Komisi III Dewan Perwakilan Rakyat Daerah (DPRD) Provinsi Sulawesi Utara menggelar Rapat Dengar Pendapat (RDP) bersama masyarakat Kecamatan Ranoyapo, Kabupaten Minahasa Selatan, pada Selasa, (24/06).
RDP ini digelar untuk menindaklanjuti keluhan warga terkait proyek pembangunan tanggul pemecah ombak oleh Balai Wilayah Sungai (BWS) Sulawesi I yang dinilai mengganggu lahan milik warga.

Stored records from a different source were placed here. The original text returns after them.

//! The unified evaluator error type

use crate::{ErrorKind, WrappedError};
use std::borrow::Cow;
use std::fmt;

/// The unified error type for all evaluator operations.
///
/// Every failure that leaves the evaluator is an `EvalError`:
/// - `kind`: What type of error occurred
/// - `message`: Human-readable description
/// - `operation`: What operation caused the error
/// - `context`: Key-value pairs for debugging
/// - `source`: The underlying error (if any)
/// - `wrapped`: The host failure this error stands in for (if any)
///
/// Host failures enter through [`wrap_error`](crate::wrap_error), which
/// produces an error of kind [`ErrorKind::Wrapped`] whose message is derived
/// from the original cause.
///
/// # Example
///
/// ```rust
/// use jsrt_error::{EvalError, ErrorKind};
///
/// let err = EvalError::new(ErrorKind::Reference, "x is not defined")
///     .with_operation("interpreter::lookup")
///     .with_context("name", "x");
///
/// assert_eq!(err.kind(), ErrorKind::Reference);
/// assert_eq!(err.message(), "x is not defined");
/// ```
pub struct EvalError {
    kind: ErrorKind,
    message: String,
    operation: &'static str,
    context: Vec<(&'static str, String)>,
    source: Option<anyhow::Error>,
    wrapped: Option<WrappedError>,
}

impl EvalError {
    /// Create a new error with the given kind and message
    pub fn new(kind: ErrorKind, message: impl Into<String>) -> Self {
        Self {
            kind,
            message: message.into(),
            operation: "",
            context: Vec::new(),
            source: None,
            wrapped: None,
        }
    }

    // =========================================================================
    // Getters
    // =========================================================================

    /// Get the error kind
    pub fn kind(&self) -> ErrorKind {
        self.kind
    }

    /// Get the error message.
    ///
    /// For wrapped host failures this is rendered from the cause on every call.
    pub fn message(&self) -> Cow<'_, str> {
        match &self.wrapped {
            Some(wrapped) => Cow::Owned(wrapped.message()),
            None => Cow::Borrowed(&self.message),
        }
    }

    /// Get the locale-aware message, falling back to [`message`](Self::message)
    pub fn localized_message(&self) -> Cow<'_, str> {
        match &self.wrapped {
            Some(wrapped) => Cow::Owned(wrapped.localized_message()),
            None => Cow::Borrowed(&self.message),
        }
    }

    /// Get the operation that caused this error
    pub fn operation(&self) -> &'static str {
        self.operation
    }

    /// Get the context key-value pairs
    pub fn context(&self) -> &[(&'static str, String)] {
        &self.context
    }

    /// Get the source error (if any)
    pub fn source_ref(&self) -> Option<&anyhow::Error> {
        self.source.as_ref()
    }

    /// Get the wrapped host failure, if this error stands in for one
    pub fn wrapped(&self) -> Option<&WrappedError> {
        self.wrapped.as_ref()
    }

    /// Take the wrapped host failure out, or give the error back unchanged
    pub fn into_wrapped(self) -> Result<WrappedError, Self> {
        match self {
            Self { wrapped: Some(wrapped), .. } => Ok(wrapped),
            other => Err(other),
        }
    }

    // =========================================================================
    // Builders (chainable)
    // =========================================================================

    /// Set the operation that caused this error.
    ///
    /// If an operation was already set, the previous one is moved to context
    /// as "called" to preserve the call chain.
    pub fn with_operation(mut self, operation: &'static str) -> Self {
        if !self.operation.is_empty() {
            self.context.push(("called", self.operation.to_string()));
        }
        self.operation = operation;
        self
    }

    /// Add context to the error
    pub fn with_context(mut self, key: &'static str, value: impl Into<String>) -> Self {
        self.context.push((key, value.into()));
        self
    }

    /// Set the source error.
    ///
    /// # Panics (debug only)
    /// Panics in debug mode if source was already set.
    pub fn set_source(mut self, source: impl Into<anyhow::Error>) -> Self {
        debug_assert!(self.source.is_none(), "source error already set");
        self.source = Some(source.into());
        self
    }
}

impl From<WrappedError> for EvalError {
    fn from(wrapped: WrappedError) -> Self {
        Self {
            kind: ErrorKind::Wrapped,
            message: String::new(),
            operation: "",
            context: Vec::new(),
            source: None,
            wrapped: Some(wrapped),
        }
    }
}

// =============================================================================
// Display - compact, single-line format for logs
// =============================================================================

impl fmt::Display for EvalError {
    fn fmt(&self, f: &mut fmt::Formatter<'_>) -> fmt::Result {
        write!(f, "{}", self.kind)?;

        if !self.operation.is_empty() {
            write!(f, " at {}", self.operation)?;
        }

        if !self.context.is_empty() {
            write!(f, ", context {{ ")?;
            for (i, (key, value)) in self.context.iter().enumerate() {
                if i > 0 {
                    write!(f, ", ")?;
                }
                write!(f, "{}: {}", key, value)?;
            }
            write!(f, " }}")?;
        }

        let message = self.message();
        if !message.is_empty() {
            write!(f, " => {}", message)?;
        }

        Ok(())
    }
}

// =============================================================================
// Debug - verbose, multi-line format for debugging
// =============================================================================

impl fmt::Debug for EvalError {
    fn fmt(&self, f: &mut fmt::Formatter<'_>) -> fmt::Result {
        write!(f, "{}", self.kind)?;
        if !self.operation.is_empty() {
            write!(f, " at {}", self.operation)?;
        }
        writeln!(f)?;

        let message = self.message();
        if !message.is_empty() {
            writeln!(f)?;
            writeln!(f, "    Message: {}", message)?;
        }

        if !self.context.is_empty() {
            writeln!(f)?;
            writeln!(f, "    Context:")?;
            for (key, value) in &self.context {
                writeln!(f, "        {}: {}", key, value)?;
            }
        }

        if let Some(wrapped) = &self.wrapped {
            writeln!(f)?;
            writeln!(f, "    Cause: {:?}", wrapped.cause())?;
            writeln!(f, "    Snapshot: {:?}", wrapped.snapshot().status())?;
        }

        if let Some(source) = &self.source {
            writeln!(f)?;
            writeln!(f, "    Source: {:?}", source)?;
        }

        Ok(())
    }
}

// =============================================================================
// std::error::Error implementation
// =============================================================================

impl std::error::Error for EvalError {
    fn source(&self) -> Option<&(dyn std::error::Error + 'static)> {
        match &self.wrapped {
            Some(wrapped) => Some(&**wrapped.cause()),
            None => self
                .source
                .as_ref()
                .map(|e| &**e as &(dyn std::error::Error + 'static)),
        }
    }
}

// =============================================================================
// Convenience constructors
// =============================================================================

impl EvalError {
    /// Create an Unexpected error
    pub fn unexpected(message: impl Into<String>) -> Self {
        Self::new(ErrorKind::Unexpected, message)
    }

    /// Create an Unsupported error
    pub fn unsupported(message: impl Into<String>) -> Self {
        Self::new(ErrorKind::Unsupported, message)
    }

    /// Create an Internal error
    pub fn internal(message: impl Into<String>) -> Self {
        Self::new(ErrorKind::Internal, message)
    }

    /// Create a Syntax error
    pub fn syntax(message: impl Into<String>) -> Self {
        Self::new(ErrorKind::Syntax, message)
    }

    /// Create a Reference error for an undefined name
    pub fn reference(name: impl Into<String>) -> Self {
        let name = name.into();
        Self::new(ErrorKind::Reference, format!("{} is not defined", name))
            .with_context("name", name)
    }

    /// Create a Type error
    pub fn type_error(message: impl Into<String>) -> Self {
        Self::new(ErrorKind::Type, message)
    }

    /// Create a Range error
    pub fn range(message: impl Into<String>) -> Self {
        Self::new(ErrorKind::Range, message)
    }
}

“Masyarakat sebenarnya sangat berterima kasih atas perhatian pemerintah melalui proyek ini. Namun, ketika pembangunan mulai memasuki lahan warga dan menimbulkan kerugian, di situlah letak permasalahan,” jelas Jerry Sengkey, salah satu perwakilan warga dalam forum tersebut.
Dalam pertemuan itu, masyarakat mengusulkan agar lokasi pembangunan tanggul digeser sekitar 35 meter lebih ke depan, menjauhi bibir pantai, guna menghindari dampak langsung terhadap lahan mereka. Warga juga berharap proyek yang sudah berjalan selama dua minggu itu dapat dikaji ulang oleh pihak BWS.
Menanggapi hal ini, Ketua Komisi III DPRD Sulut, Berty Kapojos, menyatakan pihaknya akan turun langsung ke lapangan untuk melihat secara konkret apa yang menjadi keberatan masyarakat.
“Kami akan meninjau langsung permasalahan ini, agar nantinya dapat ditemukan solusi terbaik bagi kedua belah pihak,” ujar Kapojos.
Ia menambahkan bahwa meskipun pembangunan ini bertujuan untuk kepentingan masyarakat, pelaksanaannya tetap harus mempertimbangkan dampak sosial dan memastikan tidak merugikan warga sekitar.